Activity
Your answer should be the line that contains "assert_eq!(generated.recommendations.len(), 2);" and each line after it, restated word for word through the final line of the entries.

(Stored items)
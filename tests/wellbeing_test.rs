use chrono::{Duration, Utc};
use mental_health_platform::chat::{ChatService, RateResponse, StartSession};
use mental_health_platform::crisis::{AlertAction, AlertStatus, AlertUpdate, CrisisService};
use mental_health_platform::error::AppError;
use mental_health_platform::gamification::GamificationService;
use mental_health_platform::mood::{MoodEntryInput, MoodTracker};
use mental_health_platform::recommendations::{MoodBand, RecommendationEngine};
use mental_health_platform::wellness::{CompleteActivity, JournalInput, WellnessService};

mod common;
use common::*;

const BOX_BREATHING: &str = "6a4f2c1e-0b1d-4c1a-9a51-1f3e8d2b7c01";

fn mood(score: i64) -> MoodEntryInput {
    MoodEntryInput {
        mood_score: score,
        energy_level: 5,
        ..Default::default()
    }
}

#[tokio::test]
async fn test_mood_score_out_of_range_is_rejected() {
    let db = setup_test_db().await;
    let user = create_user(db.pool(), "amina", "student").await;
    let tracker = MoodTracker::new(db.pool().clone(), test_config());

    let result = tracker.record_entry(&user.id, mood(11)).await;
    assert!(matches!(result, Err(AppError::Validation(_))));
}

#[tokio::test]
async fn test_one_mood_entry_per_day() {
    let db = setup_test_db().await;
    let user = create_user(db.pool(), "amina", "student").await;
    let tracker = MoodTracker::new(db.pool().clone(), test_config());

    let recorded = tracker.record_entry(&user.id, mood(6)).await.unwrap();
    assert_eq!(recorded.entry.mood_level, "neutral");
    assert!(recorded.new_achievements.iter().any(|a| a.slug == "first-step"));

    let again = tracker.record_entry(&user.id, mood(7)).await;
    assert!(matches!(again, Err(AppError::Conflict(_))));
}

#[tokio::test]
async fn test_week_of_entries_builds_streak_and_achievement() {
    let db = setup_test_db().await;
    let user = create_user(db.pool(), "amina", "student").await;
    let tracker = MoodTracker::new(db.pool().clone(), test_config());
    let today = Utc::now().date_naive();

    let mut earned = Vec::new();
    for offset in (0..7).rev() {
        let mut input = mood(7);
        input.entry_date = Some(today - Duration::days(offset));
        let recorded = tracker.record_entry(&user.id, input).await.unwrap();
        earned.extend(recorded.new_achievements.into_iter().map(|a| a.slug));
    }
    assert!(earned.contains(&"week-warrior".to_string()));

    let streak = GamificationService::new(db.pool().clone(), test_config())
        .streak(&user.id)
        .await
        .unwrap();
    assert_eq!(streak.current_mood_streak, 7);
    assert_eq!(streak.longest_mood_streak, 7);
    // 10 points per entry plus First Step and Week Warrior
    assert_eq!(streak.total_points, 70 + 10 + 50);
}

#[tokio::test]
async fn test_mood_notes_raise_crisis_alert() {
    let db = setup_test_db().await;
    let user = create_user(db.pool(), "amina", "student").await;
    let tracker = MoodTracker::new(db.pool().clone(), test_config());

    let mut input = mood(2);
    input.notes = "I feel hopeless about everything".to_string();
    let recorded = tracker.record_entry(&user.id, input).await.unwrap();
    assert!(recorded.crisis_detected);

    let alerts = CrisisService::new(db.pool().clone(), test_config())
        .alerts_for_user(&user.id)
        .await
        .unwrap();
    assert_eq!(alerts.len(), 1);
    assert_eq!(alerts[0].mood_entry_id.as_deref(), Some(recorded.entry.id.as_str()));
}

#[tokio::test]
async fn test_mood_analysis_over_window() {
    let db = setup_test_db().await;
    let user = create_user(db.pool(), "amina", "student").await;
    let tracker = MoodTracker::new(db.pool().clone(), test_config());
    let today = Utc::now().date_naive();

    for (offset, score) in [(4, 3), (3, 4), (2, 6), (1, 7), (0, 8)] {
        let mut input = mood(score);
        input.entry_date = Some(today - Duration::days(offset));
        input.emotions = vec!["calm".to_string()];
        tracker.record_entry(&user.id, input).await.unwrap();
    }

    let pattern = tracker.analyze(&user.id, 30).await.unwrap();
    assert_eq!(pattern.average_mood_score, 5.6);
    assert_eq!(pattern.trend_direction, "improving");
}

#[tokio::test]
async fn test_crisis_keyword_in_chat_creates_alert() {
    let db = setup_test_db().await;
    let user = create_user(db.pool(), "amina", "student").await;
    let admin = create_admin(db.pool(), "root").await;
    let chat = ChatService::new(db.pool().clone(), test_config());

    let session = chat.start_session(&user.id, StartSession::default()).await.unwrap();
    let exchange = chat
        .send_message(&user.id, &session.id, "Sometimes I want to end my life")
        .await
        .unwrap();
    assert!(exchange.crisis_detected);
    assert!(exchange.bot_message.message_text.contains("Befrienders Kenya"));

    let crisis = CrisisService::new(db.pool().clone(), test_config());
    let alert_id = exchange.crisis_alert_id.unwrap();
    let alert = crisis.get_alert(&alert_id).await.unwrap();
    assert_eq!(alert.severity, "critical");
    assert_eq!(alert.status, AlertStatus::Detected.as_str());
    assert_eq!(alert.chat_session_id.as_deref(), Some(session.id.as_str()));

    let resolved = crisis
        .apply_action(&alert_id, &admin.id, AlertAction::Resolve, AlertUpdate::default())
        .await
        .unwrap();
    assert_eq!(resolved.status, "resolved");
    assert!(resolved.resolved_at.is_some());

    let again = crisis
        .apply_action(&alert_id, &admin.id, AlertAction::Escalate, AlertUpdate::default())
        .await;
    assert!(matches!(again, Err(AppError::Validation(_))));
}

#[tokio::test]
async fn test_chat_session_is_private_and_can_end() {
    let db = setup_test_db().await;
    let owner = create_user(db.pool(), "amina", "student").await;
    let other = create_user(db.pool(), "brian", "student").await;
    let chat = ChatService::new(db.pool().clone(), test_config());

    let session = chat.start_session(&owner.id, StartSession::default()).await.unwrap();
    let exchange = chat
        .send_message(&owner.id, &session.id, "Exams are stressing me out")
        .await
        .unwrap();
    assert!(!exchange.crisis_detected);

    assert!(matches!(
        chat.send_message(&other.id, &session.id, "hello").await,
        Err(AppError::NotFound(_))
    ));
    assert!(matches!(
        chat.rate_response(
            &other.id,
            &exchange.bot_message.id,
            RateResponse {
                rating: 5,
                was_helpful: Some(true)
            }
        )
        .await,
        Err(AppError::NotFound(_))
    ));
    chat.rate_response(
        &owner.id,
        &exchange.bot_message.id,
        RateResponse {
            rating: 4,
            was_helpful: Some(true),
        },
    )
    .await
    .unwrap();

    let ended = chat.end_session(&owner.id, &session.id).await.unwrap();
    assert_eq!(ended.status, "ended");
    assert!(matches!(
        chat.send_message(&owner.id, &session.id, "still there?").await,
        Err(AppError::Validation(_))
    ));
}

#[tokio::test]
async fn test_session_message_cap() {
    let db = setup_test_db().await;
    let user = create_user(db.pool(), "amina", "student").await;
    let chat = ChatService::new(db.pool().clone(), config_with_message_cap(4));

    let session = chat.start_session(&user.id, StartSession::default()).await.unwrap();
    chat.send_message(&user.id, &session.id, "Hello there").await.unwrap();
    chat.send_message(&user.id, &session.id, "I slept badly").await.unwrap();

    let overflow = chat.send_message(&user.id, &session.id, "One more?").await;
    assert!(matches!(overflow, Err(AppError::Validation(_))));

    let transcript = chat.get_session(&user.id, false, &session.id).await.unwrap();
    assert_eq!(transcript.session.total_messages, 4);
    assert_eq!(transcript.messages.len(), 4);
}

#[tokio::test]
async fn test_activity_completion_and_journal() {
    let db = setup_test_db().await;
    let user = create_user(db.pool(), "amina", "student").await;
    let wellness = WellnessService::new(db.pool().clone(), test_config());

    let completed = wellness
        .complete_activity(
            &user.id,
            BOX_BREATHING,
            CompleteActivity {
                duration_minutes: 5,
                mood_before: 4,
                mood_after: 6,
                notes: String::new(),
                was_helpful: Some(true),
            },
        )
        .await
        .unwrap();
    assert_eq!(completed.streak.current, 1);
    assert_eq!(wellness.activity_history(&user.id, 10).await.unwrap().len(), 1);

    let bad = wellness
        .complete_activity(
            &user.id,
            BOX_BREATHING,
            CompleteActivity {
                duration_minutes: 5,
                mood_before: 0,
                mood_after: 6,
                notes: String::new(),
                was_helpful: None,
            },
        )
        .await;
    assert!(matches!(bad, Err(AppError::Validation(_))));

    let saved = wellness
        .create_journal_entry(
            &user.id,
            JournalInput {
                title: "Tuesday".to_string(),
                content: "Went for a walk with friends".to_string(),
                prompt_used: String::new(),
                is_private: true,
                mood_score: Some(7),
            },
        )
        .await
        .unwrap();
    assert!(!saved.crisis_detected);
    wellness.delete_journal_entry(&user.id, &saved.entry.id).await.unwrap();
    assert!(wellness.list_journal_entries(&user.id).await.unwrap().is_empty());
}

#[tokio::test]
async fn test_recommendations_follow_mood_band() {
    let db = setup_test_db().await;
    let user = create_user(db.pool(), "amina", "student").await;
    let engine = RecommendationEngine::new(db.pool().clone(), test_config());

    assert!(matches!(engine.generate(&user.id).await, Err(AppError::Validation(_))));

    MoodTracker::new(db.pool().clone(), test_config())
        .record_entry(&user.id, mood(3))
        .await
        .unwrap();

    let generated = engine.generate(&user.id).await.unwrap();
    assert_eq!(generated.band, MoodBand::Low);
    assert_eq!(generated.recommendations.len(), 2);

    let listed = engine.list(&user.id).await.unwrap();
    assert_eq!(listed[0].recommendation_type, "crisis_resource");
    assert_eq!(listed[0].priority, 10);
    assert_eq!(listed[0].based_on_data.0["entries_considered"], 1);

    engine.dismiss(&user.id, &listed[0].id).await.unwrap();
    assert_eq!(engine.list(&user.id).await.unwrap().len(), 1);

    let other = create_user(db.pool(), "brian", "student").await;
    assert!(matches!(
        engine.mark_viewed(&other.id, &listed[1].id).await,
        Err(AppError::NotFound(_))
    ));
}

Result of the exercise
    assert_eq!(generated.recommendations.len(), 2);

    let listed = engine.list(&user.id).await.unwrap();
    assert_eq!(listed[0].recommendation_type, "crisis_resource");
    assert_eq!(listed[0].priority, 10);
    assert_eq!(listed[0].based_on_data.0["entries_considered"], 1);

    engine.dismiss(&user.id, &listed[0].id).await.unwrap();
    assert_eq!(engine.list(&user.id).await.unwrap().len(), 1);

    let other = create_user(db.pool(), "brian", "student").await;
    assert!(matches!(
        engine.mark_viewed(&other.id, &listed[1].id).await,
        Err(AppError::NotFound(_))
    ));
}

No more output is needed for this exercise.